WHAT YOU HAVE TO DO
Count every line below that holds "stored". The answer is the number alone.

STUDY MATERIAL
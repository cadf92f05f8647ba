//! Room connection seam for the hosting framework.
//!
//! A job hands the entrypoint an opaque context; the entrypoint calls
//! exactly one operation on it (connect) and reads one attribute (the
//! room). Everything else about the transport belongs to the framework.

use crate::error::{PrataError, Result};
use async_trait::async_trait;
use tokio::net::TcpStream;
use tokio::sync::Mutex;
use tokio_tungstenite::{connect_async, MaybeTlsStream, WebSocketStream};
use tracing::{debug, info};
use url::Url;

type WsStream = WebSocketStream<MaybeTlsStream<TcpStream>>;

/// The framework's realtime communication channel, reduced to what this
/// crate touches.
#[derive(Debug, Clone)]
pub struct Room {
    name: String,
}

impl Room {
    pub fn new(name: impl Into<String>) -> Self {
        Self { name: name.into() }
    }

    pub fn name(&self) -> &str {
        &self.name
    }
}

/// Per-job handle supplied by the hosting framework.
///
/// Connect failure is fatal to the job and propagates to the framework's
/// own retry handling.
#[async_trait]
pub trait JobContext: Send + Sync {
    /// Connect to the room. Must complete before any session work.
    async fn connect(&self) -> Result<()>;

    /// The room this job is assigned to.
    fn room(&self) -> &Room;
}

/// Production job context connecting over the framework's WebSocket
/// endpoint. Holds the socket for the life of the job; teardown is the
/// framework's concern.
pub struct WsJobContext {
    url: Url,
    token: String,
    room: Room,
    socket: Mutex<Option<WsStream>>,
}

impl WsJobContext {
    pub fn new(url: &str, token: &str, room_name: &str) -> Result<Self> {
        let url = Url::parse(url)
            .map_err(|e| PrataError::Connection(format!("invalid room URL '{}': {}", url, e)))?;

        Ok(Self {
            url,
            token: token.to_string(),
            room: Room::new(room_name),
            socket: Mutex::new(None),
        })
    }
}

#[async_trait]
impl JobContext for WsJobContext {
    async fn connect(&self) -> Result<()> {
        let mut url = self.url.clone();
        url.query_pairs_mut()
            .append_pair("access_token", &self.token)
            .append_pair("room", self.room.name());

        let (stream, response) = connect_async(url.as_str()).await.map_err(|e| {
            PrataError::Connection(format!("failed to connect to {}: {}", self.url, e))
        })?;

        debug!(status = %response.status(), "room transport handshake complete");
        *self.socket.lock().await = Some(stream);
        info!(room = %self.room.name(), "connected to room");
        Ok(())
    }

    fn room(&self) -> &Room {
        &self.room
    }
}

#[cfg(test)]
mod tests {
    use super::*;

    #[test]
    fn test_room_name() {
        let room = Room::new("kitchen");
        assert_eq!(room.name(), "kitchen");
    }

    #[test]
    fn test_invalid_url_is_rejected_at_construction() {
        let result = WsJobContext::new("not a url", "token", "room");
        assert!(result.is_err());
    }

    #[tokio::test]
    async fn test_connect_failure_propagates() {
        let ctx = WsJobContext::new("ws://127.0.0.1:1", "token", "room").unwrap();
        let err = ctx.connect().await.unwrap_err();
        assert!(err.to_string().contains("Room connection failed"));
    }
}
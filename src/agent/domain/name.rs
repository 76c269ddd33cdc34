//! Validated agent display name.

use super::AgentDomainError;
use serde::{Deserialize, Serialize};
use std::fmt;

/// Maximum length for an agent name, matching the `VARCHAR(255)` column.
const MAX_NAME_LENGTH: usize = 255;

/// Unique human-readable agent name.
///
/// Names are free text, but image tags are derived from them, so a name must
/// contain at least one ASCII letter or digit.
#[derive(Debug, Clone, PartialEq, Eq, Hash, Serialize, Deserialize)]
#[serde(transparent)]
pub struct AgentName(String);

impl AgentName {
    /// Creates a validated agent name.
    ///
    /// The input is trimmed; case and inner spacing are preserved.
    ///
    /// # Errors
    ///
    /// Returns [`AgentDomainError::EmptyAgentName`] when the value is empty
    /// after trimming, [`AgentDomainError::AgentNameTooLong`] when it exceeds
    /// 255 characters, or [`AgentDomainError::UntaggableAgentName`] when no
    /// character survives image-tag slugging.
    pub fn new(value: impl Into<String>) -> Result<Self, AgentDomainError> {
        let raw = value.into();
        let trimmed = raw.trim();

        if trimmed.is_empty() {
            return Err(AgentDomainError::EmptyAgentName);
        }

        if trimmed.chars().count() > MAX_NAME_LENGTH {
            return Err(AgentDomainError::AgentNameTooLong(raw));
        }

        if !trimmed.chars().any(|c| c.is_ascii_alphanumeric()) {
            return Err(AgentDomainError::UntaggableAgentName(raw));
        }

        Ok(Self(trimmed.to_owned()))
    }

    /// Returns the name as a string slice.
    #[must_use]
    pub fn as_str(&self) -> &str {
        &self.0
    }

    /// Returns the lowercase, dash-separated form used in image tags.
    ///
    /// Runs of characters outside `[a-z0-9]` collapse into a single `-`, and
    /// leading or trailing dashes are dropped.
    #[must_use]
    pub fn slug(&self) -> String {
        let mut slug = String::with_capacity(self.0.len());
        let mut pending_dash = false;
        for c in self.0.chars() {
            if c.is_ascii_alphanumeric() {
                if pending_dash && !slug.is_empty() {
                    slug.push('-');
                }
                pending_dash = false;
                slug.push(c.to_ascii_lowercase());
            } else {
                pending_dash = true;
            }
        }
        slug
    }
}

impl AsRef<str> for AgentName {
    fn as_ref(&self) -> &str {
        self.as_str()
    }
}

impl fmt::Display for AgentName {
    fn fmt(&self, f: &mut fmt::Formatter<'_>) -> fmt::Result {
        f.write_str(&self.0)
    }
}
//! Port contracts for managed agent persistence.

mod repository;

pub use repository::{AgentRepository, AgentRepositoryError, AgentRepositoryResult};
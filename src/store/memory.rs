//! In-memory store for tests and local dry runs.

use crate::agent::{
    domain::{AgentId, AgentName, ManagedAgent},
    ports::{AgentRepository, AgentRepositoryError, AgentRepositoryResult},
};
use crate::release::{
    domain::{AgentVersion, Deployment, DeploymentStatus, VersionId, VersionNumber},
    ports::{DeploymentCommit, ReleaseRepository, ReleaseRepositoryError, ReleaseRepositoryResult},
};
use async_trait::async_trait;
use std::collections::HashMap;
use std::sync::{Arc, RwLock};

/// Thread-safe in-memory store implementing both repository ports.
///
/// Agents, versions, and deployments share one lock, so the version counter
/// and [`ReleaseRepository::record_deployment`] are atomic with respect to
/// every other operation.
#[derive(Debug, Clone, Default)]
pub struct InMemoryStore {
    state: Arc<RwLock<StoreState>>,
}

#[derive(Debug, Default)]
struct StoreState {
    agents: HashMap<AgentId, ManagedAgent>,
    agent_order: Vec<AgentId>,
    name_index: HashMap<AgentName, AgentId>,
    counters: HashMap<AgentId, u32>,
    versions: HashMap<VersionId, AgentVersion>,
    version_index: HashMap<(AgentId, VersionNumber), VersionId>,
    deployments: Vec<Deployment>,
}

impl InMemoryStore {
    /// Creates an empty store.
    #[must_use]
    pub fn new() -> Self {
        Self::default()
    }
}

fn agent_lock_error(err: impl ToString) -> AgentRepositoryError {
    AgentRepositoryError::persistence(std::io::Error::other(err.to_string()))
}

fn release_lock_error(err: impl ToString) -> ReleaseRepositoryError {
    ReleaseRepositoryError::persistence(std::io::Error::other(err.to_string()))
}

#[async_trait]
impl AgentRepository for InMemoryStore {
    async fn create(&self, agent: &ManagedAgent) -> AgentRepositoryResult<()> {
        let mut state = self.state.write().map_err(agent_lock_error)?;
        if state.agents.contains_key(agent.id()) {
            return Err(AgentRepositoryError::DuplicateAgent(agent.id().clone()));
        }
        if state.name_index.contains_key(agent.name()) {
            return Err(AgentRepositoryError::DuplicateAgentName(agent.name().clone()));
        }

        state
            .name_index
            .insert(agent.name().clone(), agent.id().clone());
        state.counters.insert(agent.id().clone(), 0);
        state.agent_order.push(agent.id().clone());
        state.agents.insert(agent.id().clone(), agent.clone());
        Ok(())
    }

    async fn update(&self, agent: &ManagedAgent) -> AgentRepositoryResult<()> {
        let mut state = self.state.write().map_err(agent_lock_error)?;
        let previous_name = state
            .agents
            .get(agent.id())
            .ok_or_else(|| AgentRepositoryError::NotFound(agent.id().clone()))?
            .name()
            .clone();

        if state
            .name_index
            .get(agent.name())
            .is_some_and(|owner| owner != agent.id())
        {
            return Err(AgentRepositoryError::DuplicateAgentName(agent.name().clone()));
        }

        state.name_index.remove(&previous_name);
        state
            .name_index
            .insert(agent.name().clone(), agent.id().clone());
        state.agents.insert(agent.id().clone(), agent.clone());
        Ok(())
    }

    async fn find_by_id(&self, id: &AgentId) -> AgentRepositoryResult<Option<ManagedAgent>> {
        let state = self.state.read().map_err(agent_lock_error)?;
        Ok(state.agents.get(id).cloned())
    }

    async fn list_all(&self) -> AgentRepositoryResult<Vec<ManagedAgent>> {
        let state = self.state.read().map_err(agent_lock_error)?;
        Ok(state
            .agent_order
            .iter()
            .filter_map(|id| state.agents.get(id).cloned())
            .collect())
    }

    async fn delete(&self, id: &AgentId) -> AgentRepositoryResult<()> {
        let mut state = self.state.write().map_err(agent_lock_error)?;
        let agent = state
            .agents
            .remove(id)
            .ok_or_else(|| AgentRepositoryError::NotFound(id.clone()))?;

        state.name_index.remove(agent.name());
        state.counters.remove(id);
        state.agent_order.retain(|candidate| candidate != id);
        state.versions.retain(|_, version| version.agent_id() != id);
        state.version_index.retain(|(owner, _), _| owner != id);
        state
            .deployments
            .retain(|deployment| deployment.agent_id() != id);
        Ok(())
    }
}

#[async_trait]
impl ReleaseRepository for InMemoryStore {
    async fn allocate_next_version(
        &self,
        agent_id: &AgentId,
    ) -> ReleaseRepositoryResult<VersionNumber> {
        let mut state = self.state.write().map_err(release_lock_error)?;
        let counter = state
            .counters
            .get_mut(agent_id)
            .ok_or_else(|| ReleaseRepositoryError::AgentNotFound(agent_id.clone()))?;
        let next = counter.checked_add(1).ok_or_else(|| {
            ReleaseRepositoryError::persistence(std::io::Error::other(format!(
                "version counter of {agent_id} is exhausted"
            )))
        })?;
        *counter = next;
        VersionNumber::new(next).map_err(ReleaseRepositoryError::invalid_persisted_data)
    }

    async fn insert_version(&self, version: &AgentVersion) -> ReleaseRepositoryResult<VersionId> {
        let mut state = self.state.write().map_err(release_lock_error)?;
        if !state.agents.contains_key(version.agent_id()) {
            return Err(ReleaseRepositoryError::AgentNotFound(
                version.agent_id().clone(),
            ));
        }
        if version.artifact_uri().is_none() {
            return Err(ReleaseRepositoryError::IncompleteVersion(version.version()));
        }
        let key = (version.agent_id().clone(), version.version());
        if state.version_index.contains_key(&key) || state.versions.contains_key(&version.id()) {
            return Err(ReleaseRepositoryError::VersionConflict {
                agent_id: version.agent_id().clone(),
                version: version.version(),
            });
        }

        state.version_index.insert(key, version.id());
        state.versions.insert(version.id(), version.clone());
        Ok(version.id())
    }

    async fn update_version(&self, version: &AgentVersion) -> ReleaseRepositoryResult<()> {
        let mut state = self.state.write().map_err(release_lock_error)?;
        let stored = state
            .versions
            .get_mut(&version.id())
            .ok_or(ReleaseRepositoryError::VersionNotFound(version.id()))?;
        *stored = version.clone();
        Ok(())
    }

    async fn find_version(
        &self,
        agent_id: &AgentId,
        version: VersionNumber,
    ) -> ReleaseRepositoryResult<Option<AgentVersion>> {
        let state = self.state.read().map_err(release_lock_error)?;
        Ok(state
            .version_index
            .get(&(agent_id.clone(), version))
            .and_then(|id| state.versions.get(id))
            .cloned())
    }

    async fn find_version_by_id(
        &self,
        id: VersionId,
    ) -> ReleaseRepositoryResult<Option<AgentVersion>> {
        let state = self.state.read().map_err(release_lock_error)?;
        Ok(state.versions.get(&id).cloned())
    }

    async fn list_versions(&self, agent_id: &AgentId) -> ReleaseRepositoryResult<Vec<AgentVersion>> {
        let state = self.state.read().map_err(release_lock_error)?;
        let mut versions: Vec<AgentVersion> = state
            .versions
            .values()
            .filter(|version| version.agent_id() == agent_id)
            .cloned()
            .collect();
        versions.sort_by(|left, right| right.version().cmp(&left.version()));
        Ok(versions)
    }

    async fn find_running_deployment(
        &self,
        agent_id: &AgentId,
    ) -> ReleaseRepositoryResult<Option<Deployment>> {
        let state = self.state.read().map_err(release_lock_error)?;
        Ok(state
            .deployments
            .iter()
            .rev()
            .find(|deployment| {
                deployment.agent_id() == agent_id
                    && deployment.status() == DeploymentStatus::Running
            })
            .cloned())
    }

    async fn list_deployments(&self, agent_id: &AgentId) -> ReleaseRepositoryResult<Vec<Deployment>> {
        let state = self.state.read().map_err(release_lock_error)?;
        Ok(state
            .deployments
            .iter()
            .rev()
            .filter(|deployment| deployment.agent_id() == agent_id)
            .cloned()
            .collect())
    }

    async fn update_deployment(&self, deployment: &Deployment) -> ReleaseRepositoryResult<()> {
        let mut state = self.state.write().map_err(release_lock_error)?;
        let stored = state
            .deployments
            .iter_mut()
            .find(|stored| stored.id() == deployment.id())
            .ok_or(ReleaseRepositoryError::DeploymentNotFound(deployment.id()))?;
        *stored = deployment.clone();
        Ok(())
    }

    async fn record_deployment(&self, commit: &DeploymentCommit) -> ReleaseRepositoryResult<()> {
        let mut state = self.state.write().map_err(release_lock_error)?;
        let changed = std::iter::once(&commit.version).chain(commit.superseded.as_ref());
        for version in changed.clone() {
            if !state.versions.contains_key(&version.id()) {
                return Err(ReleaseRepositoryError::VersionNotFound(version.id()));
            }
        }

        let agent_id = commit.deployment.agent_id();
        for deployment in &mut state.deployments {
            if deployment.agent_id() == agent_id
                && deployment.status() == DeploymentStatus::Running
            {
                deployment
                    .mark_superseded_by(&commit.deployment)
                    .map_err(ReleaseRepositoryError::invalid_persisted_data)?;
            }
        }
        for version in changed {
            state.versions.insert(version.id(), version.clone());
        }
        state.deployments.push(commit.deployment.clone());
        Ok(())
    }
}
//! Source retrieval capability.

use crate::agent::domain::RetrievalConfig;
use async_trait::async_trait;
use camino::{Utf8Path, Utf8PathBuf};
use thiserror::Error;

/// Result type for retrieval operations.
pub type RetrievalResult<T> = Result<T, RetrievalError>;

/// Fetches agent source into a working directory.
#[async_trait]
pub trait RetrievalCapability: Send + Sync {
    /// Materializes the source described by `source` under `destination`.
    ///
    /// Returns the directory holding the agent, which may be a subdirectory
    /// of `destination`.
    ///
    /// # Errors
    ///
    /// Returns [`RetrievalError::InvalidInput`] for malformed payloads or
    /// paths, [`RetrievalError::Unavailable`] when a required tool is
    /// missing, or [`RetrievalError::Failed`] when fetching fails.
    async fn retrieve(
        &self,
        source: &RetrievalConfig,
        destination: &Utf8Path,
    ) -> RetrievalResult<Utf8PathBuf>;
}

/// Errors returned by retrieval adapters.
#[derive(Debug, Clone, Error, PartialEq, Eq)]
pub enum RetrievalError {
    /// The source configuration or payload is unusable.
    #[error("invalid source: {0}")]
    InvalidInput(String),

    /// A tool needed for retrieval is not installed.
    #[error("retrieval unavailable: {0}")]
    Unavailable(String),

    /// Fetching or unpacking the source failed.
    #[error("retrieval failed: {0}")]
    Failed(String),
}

ANSWER SPACE
5